Les premiers mois, Magali aura la chance d'être accompagnée ; visite de son père, d'Orlando (un ami rencontré en Italie) et d'une nouvelle jument puis de sa mère.

15 juillet 2003
Orlando part à pied, motivé. Nous lui chercherons un cheval en cours de route. Le premier jour est terrible pour lui , 30 km dans les bois et broussailles : mais où est le chemin ? Il faut que je m'habitue à ces nouvelles cartes…Orlando demande gentiment " euh, on trouvera un village et de l'eau pour la nuit ? ". Il n'a pas encore confiance…
Il comprend rapidement que lorsque je demande le chemin à une femme, il doit rester à l'écart avec les chevaux sous peine de voir la jeune femme disparaître en courant, camouflée dans son tchador.

18 juillet 2003
Les pieds d'Orlando vont de pire en pire ; j'use toute ma collection de pansements ; ça descend, ça grimpe, ça descend ; ce sont de grosses collines. Au loin sur la droite, on voit la mer de Marmara. Il y a de l'herbe, beaucoup de prairie entre les bois autour des villages. Et merde, je viens d'enliser Cysco en passant un ruisseau. D'un coup de rein, il arrive à se dégager, il tremble ; on trouve un meilleur passage pour Aramis. Broussailles, clôtures, ruisseaux boueux ; on galère. Non, ici aussi c'est vaseux, on ne passera pas les bêtes. Là, c'est meilleur. Tient une plateforme sableuse avec de l'eau et un peu d'herbe ; on pourrait faire la pause ici. Je me retourne : Aramis est en train de s'enfoncer dans le sable : encore un sable vaseux ! Cysco qui a les pieds plus larges marche sans problème mais Aramis avec ses petits sabots n'a pas trouvé d'appui. Je me rue sur elle, décharge les 60 kg de bagages et les jette plus loin ; Aramis est enfoncée jusqu'au ventre. Je la tire, la pousse, la supplie, lui crie dessus. Elle a les yeux exorbités par la peur. Un, deux, trois coups de reins : oui ! deux pieds ont trouvé un appui sur un sol plus stable. Elle se hisse, tremble, il faut sortir de ce fond de vallon trop dangereux. La route passe 100m plus haut.

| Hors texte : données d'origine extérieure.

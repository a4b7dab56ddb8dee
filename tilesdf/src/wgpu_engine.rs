// Copyright 2026 the Tilesdf Authors
// SPDX-License-Identifier: Apache-2.0 OR MIT

use std::borrow::Cow;
use std::collections::HashMap;

use tilesdf_shaders::BindType;
use wgpu::{
    BindGroup, BindGroupLayout, BindGroupLayoutEntry, BindingType, Buffer, BufferBindingType,
    ColorTargetState, CommandEncoderDescriptor, ComputePassDescriptor, ComputePipeline, Device,
    PipelineCompilationOptions, PipelineLayout, Queue, RenderPipeline, ShaderModule, ShaderStages,
    TextureView,
};

use crate::recording::{BufferProxy, Command, ImageProxy, Recording, ResourceId, ShaderId};
use crate::util::block_on_wgpu;
use crate::{Error, Result};

#[derive(Default)]
pub(crate) struct WgpuEngine {
    shaders: Vec<Shader>,
    /// Pipeline creation errors captured since the last [`WgpuEngine::take_failure`].
    failures: Vec<(&'static str, wgpu::Error)>,
}

enum PipelineState {
    Compute(ComputePipeline),
    Render(RenderPipeline),
}

struct WgpuShader {
    pipeline: PipelineState,
    bind_group_layout: BindGroupLayout,
}

struct Shader {
    label: &'static str,
    /// `None` if the pipeline failed to build. Work using it is skipped.
    wgpu: Option<WgpuShader>,
    reported_missing: bool,
}

pub(crate) enum ExternalResource<'a> {
    Buffer(BufferProxy, &'a Buffer),
    Image(ImageProxy, &'a TextureView),
}

/// The transient bind map contains the resources of a single call of
/// `run_recording()`.
///
/// Every buffer used by the renderer is owned outside the engine, so this is
/// the only place proxies get resolved.
#[derive(Default)]
struct TransientBindMap<'a> {
    bufs: HashMap<ResourceId, &'a Buffer>,
    images: HashMap<ResourceId, &'a TextureView>,
}

impl WgpuEngine {
    pub fn new() -> Self {
        Self::default()
    }

    fn add(&mut self, label: &'static str, wgpu: Option<WgpuShader>) -> ShaderId {
        let id = self.shaders.len();
        self.shaders.push(Shader {
            label,
            wgpu,
            reported_missing: false,
        });
        ShaderId(id)
    }

    /// Runs `create` inside a validation error scope.
    ///
    /// A failed pipeline is logged and recorded, and the shader is registered
    /// without one.
    fn add_checked(
        &mut self,
        device: &Device,
        label: &'static str,
        create: impl FnOnce() -> WgpuShader,
    ) -> ShaderId {
        device.push_error_scope(wgpu::ErrorFilter::Validation);
        let shader = create();
        match block_on_wgpu(device, device.pop_error_scope()) {
            None => self.add(label, Some(shader)),
            Some(err) => {
                log::error!("failed to create pipeline for {label}: {err}");
                self.failures.push((label, err));
                self.add(label, None)
            }
        }
    }

    /// Registers a shader which has no pipeline, for example because its
    /// source could not be found.
    pub fn add_missing_shader(&mut self, label: &'static str) -> ShaderId {
        self.add(label, None)
    }

    /// Add a compute shader with a `main` entry point.
    ///
    /// Only one bind group is supported, with bindings numbered in the order
    /// of `layout`.
    pub fn add_compute_shader(
        &mut self,
        device: &Device,
        label: &'static str,
        wgsl: Cow<'static, str>,
        layout: &[BindType],
    ) -> ShaderId {
        let entries = layout_entries(layout.iter().map(|ty| (*ty, ShaderStages::COMPUTE)));
        self.add_checked(device, label, || {
            let parts = PipelineParts::new(device, label, wgsl, &entries);
            let pipeline = device.create_compute_pipeline(&wgpu::ComputePipelineDescriptor {
                label: Some(label),
                layout: Some(&parts.pipeline_layout),
                module: &parts.module,
                entry_point: Some("main"),
                compilation_options: PipelineCompilationOptions::default(),
                cache: None,
            });
            parts.finish(PipelineState::Compute(pipeline))
        })
    }

    /// Add a render shader with `vs_main` and `fs_main` entry points and no
    /// vertex buffers. Tiles are drawn as non-indexed triangle lists.
    pub fn add_render_shader(
        &mut self,
        device: &Device,
        label: &'static str,
        wgsl: Cow<'static, str>,
        bind_layout: &[(BindType, ShaderStages)],
        color_attachment: ColorTargetState,
    ) -> ShaderId {
        let entries = layout_entries(bind_layout.iter().copied());
        self.add_checked(device, label, || {
            let parts = PipelineParts::new(device, label, wgsl, &entries);
            let module = &parts.module;
            let pipeline = device.create_render_pipeline(&wgpu::RenderPipelineDescriptor {
                label: Some(label),
                layout: Some(&parts.pipeline_layout),
                vertex: wgpu::VertexState {
                    module,
                    entry_point: Some("vs_main"),
                    buffers: &[],
                    compilation_options: PipelineCompilationOptions::default(),
                },
                fragment: Some(wgpu::FragmentState {
                    module,
                    entry_point: Some("fs_main"),
                    targets: &[Some(color_attachment)],
                    compilation_options: PipelineCompilationOptions::default(),
                }),
                primitive: wgpu::PrimitiveState::default(),
                depth_stencil: None,
                multisample: wgpu::MultisampleState::default(),
                multiview: None,
                cache: None,
            });
            parts.finish(PipelineState::Render(pipeline))
        })
    }

    /// Returns the first pipeline error captured since the last call.
    pub fn take_failure(&mut self) -> Option<(&'static str, wgpu::Error)> {
        let mut failures = std::mem::take(&mut self.failures).into_iter();
        failures.next()
    }

    /// Returns the pipeline of `id`, logging once if it is missing.
    fn pipeline(&mut self, id: ShaderId) -> Option<&WgpuShader> {
        let shader = &mut self.shaders[id.0];
        if shader.wgpu.is_none() && !shader.reported_missing {
            log::error!("no pipeline for {}, skipping work which uses it", shader.label);
            shader.reported_missing = true;
        }
        shader.wgpu.as_ref()
    }

    pub fn run_recording(
        &mut self,
        device: &Device,
        queue: &Queue,
        recording: &Recording,
        external_resources: &[ExternalResource<'_>],
        label: &'static str,
    ) -> Result<()> {
        let transient_map = TransientBindMap::new(external_resources);

        let mut encoder =
            device.create_command_encoder(&CommandEncoderDescriptor { label: Some(label) });
        for command in &recording.commands {
            match command {
                Command::Clear(proxy, offset, size) => {
                    let buf = transient_map.get_buf(proxy, "clear")?;
                    encoder.clear_buffer(buf, *offset, *size);
                }
                Command::Dispatch(shader_id, wg_size, bindings) => {
                    let (x, y, z) = *wg_size;
                    if x == 0 || y == 0 || z == 0 {
                        continue;
                    }
                    let Some(shader) = self.pipeline(*shader_id) else {
                        continue;
                    };
                    let PipelineState::Compute(pipeline) = &shader.pipeline else {
                        panic!("cannot issue a dispatch with a render pipeline");
                    };
                    let bind_group = transient_map.create_bind_group(
                        device,
                        &shader.bind_group_layout,
                        bindings,
                        "dispatch",
                    )?;
                    let mut cpass = encoder.begin_compute_pass(&ComputePassDescriptor::default());
                    cpass.set_pipeline(pipeline);
                    cpass.set_bind_group(0, &bind_group, &[]);
                    cpass.dispatch_workgroups(x, y, z);
                }
                Command::DrawIndirect(draw_params) => {
                    let render_target = transient_map.get_image(&draw_params.target);
                    let indirect = transient_map.get_buf(&draw_params.indirect, "indirect draw")?;
                    let shader = self.pipeline(draw_params.shader_id);
                    let bind_group = shader
                        .map(|shader| {
                            transient_map.create_bind_group(
                                device,
                                &shader.bind_group_layout,
                                &draw_params.resources,
                                "draw",
                            )
                        })
                        .transpose()?;
                    // The pass runs even without a pipeline so the target is still cleared.
                    let mut rpass = encoder.begin_render_pass(&wgpu::RenderPassDescriptor {
                        label: None,
                        color_attachments: &[Some(wgpu::RenderPassColorAttachment {
                            view: render_target,
                            depth_slice: None,
                            resolve_target: None,
                            ops: wgpu::Operations {
                                load: draw_params.clear_color.map_or(wgpu::LoadOp::Load, |[r, g, b, a]| {
                                    wgpu::LoadOp::Clear(wgpu::Color {
                                        r: r.into(),
                                        g: g.into(),
                                        b: b.into(),
                                        a: a.into(),
                                    })
                                }),
                                store: wgpu::StoreOp::Store,
                            },
                        })],
                        depth_stencil_attachment: None,
                        occlusion_query_set: None,
                        timestamp_writes: None,
                    });
                    if let (Some(shader), Some(bind_group)) = (shader, bind_group) {
                        let PipelineState::Render(pipeline) = &shader.pipeline else {
                            panic!("cannot issue a draw with a compute pipeline");
                        };
                        rpass.set_pipeline(pipeline);
                        rpass.set_bind_group(0, &bind_group, &[]);
                        rpass.draw_indirect(indirect, 0);
                    }
                }
            }
        }
        queue.submit(Some(encoder.finish()));
        Ok(())
    }
}

/// The module and layouts shared by both kinds of pipeline.
struct PipelineParts {
    module: ShaderModule,
    bind_group_layout: BindGroupLayout,
    pipeline_layout: PipelineLayout,
}

impl PipelineParts {
    fn new(
        device: &Device,
        label: &str,
        wgsl: Cow<'_, str>,
        entries: &[BindGroupLayoutEntry],
    ) -> Self {
        // Sources can come from disk on reload, so naga validation stays on.
        let module = device.create_shader_module(wgpu::ShaderModuleDescriptor {
            label: Some(label),
            source: wgpu::ShaderSource::Wgsl(wgsl),
        });
        let bind_group_layout = device.create_bind_group_layout(&wgpu::BindGroupLayoutDescriptor {
            label: Some(label),
            entries,
        });
        let pipeline_layout = device.create_pipeline_layout(&wgpu::PipelineLayoutDescriptor {
            label: Some(label),
            bind_group_layouts: &[&bind_group_layout],
            push_constant_ranges: &[],
        });
        Self {
            module,
            bind_group_layout,
            pipeline_layout,
        }
    }

    fn finish(self, pipeline: PipelineState) -> WgpuShader {
        WgpuShader {
            pipeline,
            bind_group_layout: self.bind_group_layout,
        }
    }
}

/// One buffer binding per entry, numbered from zero.
fn layout_entries(
    layout: impl Iterator<Item = (BindType, ShaderStages)>,
) -> Vec<BindGroupLayoutEntry> {
    layout
        .zip(0..)
        .map(|((bind_type, visibility), binding)| {
            let ty = match bind_type {
                BindType::Uniform => BufferBindingType::Uniform,
                storage => BufferBindingType::Storage {
                    read_only: !storage.is_mutable(),
                },
            };
            BindGroupLayoutEntry {
                binding,
                visibility,
                ty: BindingType::Buffer {
                    ty,
                    has_dynamic_offset: false,
                    min_binding_size: None,
                },
                count: None,
            }
        })
        .collect()
}

impl<'a> TransientBindMap<'a> {
    /// Indexes the caller's buffers and views by proxy id.
    fn new(external_resources: &'a [ExternalResource<'_>]) -> Self {
        let mut map = Self::default();
        for resource in external_resources {
            match *resource {
                ExternalResource::Buffer(proxy, buffer) => {
                    map.bufs.insert(proxy.id, buffer);
                }
                ExternalResource::Image(proxy, view) => {
                    map.images.insert(proxy.id, view);
                }
            }
        }
        map
    }

    fn get_buf(&self, proxy: &BufferProxy, usage: &'static str) -> Result<&'a Buffer> {
        self.bufs
            .get(&proxy.id)
            .copied()
            .ok_or(Error::UnavailableBufferUsed(proxy.name, usage))
    }

    fn get_image(&self, proxy: &ImageProxy) -> &'a TextureView {
        // All render passes target a view handed in by the caller.
        self.images
            .get(&proxy.id)
            .copied()
            .expect("texture not materialized")
    }

    fn create_bind_group(
        &self,
        device: &Device,
        layout: &BindGroupLayout,
        bindings: &[BufferProxy],
        usage: &'static str,
    ) -> Result<BindGroup> {
        let entries = bindings
            .iter()
            .enumerate()
            .map(|(i, proxy)| {
                Ok(wgpu::BindGroupEntry {
                    binding: i as u32,
                    resource: self.get_buf(proxy, usage)?.as_entire_binding(),
                })
            })
            .collect::<Result<Vec<_>>>()?;
        Ok(device.create_bind_group(&wgpu::BindGroupDescriptor {
            label: None,
            layout,
            entries: &entries,
        }))
    }
}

Moi, sur Cysko, Orlando à pied, on jaillit sur la route goudronnée. Allez, au premier point vert, on fait une pause 2 nuits, chacun a besoin de souffler.

19 juillet 2003
chacun souffle et se repose. Aramis dort à l'ombre d'un arbre. Je lui ferre deux pieds pendant q'Orlando fait la lessive. Puis sieste au soleil.

21 juillet 2003
C'est le bonheur de cheminer sur ce flanc de montagne avec Orlando. A midi, nous croisons un homme qui parle français ; c'est un turc qui vie en France et qui vient voir sa famille. Je lui demande au passage si il sait où l'on peut acheter un cheval ; 4 heures après, c'est chose faite après d'âpres négociations : une sympathique petite jument. La seule selle que l'on trouve est une selle de course, OK, embarquée. Nous ferrons la jument ; Orlando la nomme Gina.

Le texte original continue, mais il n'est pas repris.